A non-buyer survey is a short questionnaire — usually three to five questions total — that you send to leads who didn't sign up for your offer. It’s short and takes just a few minutes to complete. Here’s what my entire non-buyer survey looks like, front-to-back, and I use the same one every time.

A sample non-buyer survey, presented as side-by-side Google Form screenshots.

The survey is sent immediately after your sales cycle closes — within 48 hours of cart close is best — to capture feedback, while your offer is still fresh in your prospect’s mind.

Selling via email: effective, but a long game

The industry standard conversion rate for an email marketing-based launch is 0.5-1%. That’s right: If you take all the right steps, attract and build a list of 1,000 subscribers, then sell something to them, having 5 subscribers sign up to buy (0.5% of 1,000) would be considered a success.

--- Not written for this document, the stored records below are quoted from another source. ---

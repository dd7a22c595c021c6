//! Knowledge 모듈 - 위스키 하이브리드 검색
//!
//! - SQLite: 위스키 레코드 저장
//! - Projector: 레코드 → 검색용 문서
//! - Lexical: 단어 분할 + FTS5 BM25 키워드 검색
//! - LanceDB: 임베딩 벡터 검색
//! - Hybrid: 가중 RRF로 두 검색 결과 통합

mod hybrid;
mod lance;
mod lexical;
mod projector;
mod retriever;
mod segmenter;
mod store;
mod vector;

// Re-exports
pub use hybrid::{fuse, Degradation, FusedContext, FusedDocument, FusionWeights, HybridRetriever};
pub use lance::{
    corpus_fingerprint, BuildOutcome, IndexManifest, LanceVectorStore, SemanticIndex,
    INDEX_DIR_NAME, MANIFEST_FILE_NAME,
};
pub use lexical::LexicalIndex;
pub use projector::{project, project_all, Document, FIELD_LABELS};
pub use retriever::{RankedResult, Retriever};
pub use segmenter::{default_segmenter, tokenize, IpadicSegmenter, ScriptSegmenter, Segmenter};
pub use store::{RecordStore, StoreStats, WhiskyRecord, DB_FILE_NAME};
pub use vector::{SearchResult, VectorEntry, VectorStore};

Monetizing an email list takes time. But what many writers and entrepreneurs gloss over about a list is that email subscribers are willing to give you real-time feedback. Leverage that help!

Core Questions of a Non-Buyer Survey

Since I email my list a lot in the final days of a sales period, I make the survey email really short.

Here is my exact script — this is the entire email.

SUBJECT: Can I get your feedback, <NAME>?

Hi <NAME> -

We just finished up promoting <YOUR OFFER> -- and I noticed you didn’t sign up.

Would you consider filling out this five-question survey?

I want to ensure I am improving my communication with you moving forward and your feedback will really help.

<SURVEY LINK>

Thanks!

It’s clear, it’s to the point, and it actually gets a pretty good response rate when I send it soon after the end of the sales promotion.

My survey then consists of the following five questions.

"Were You Considering This Offer, or Not Considering It At All?"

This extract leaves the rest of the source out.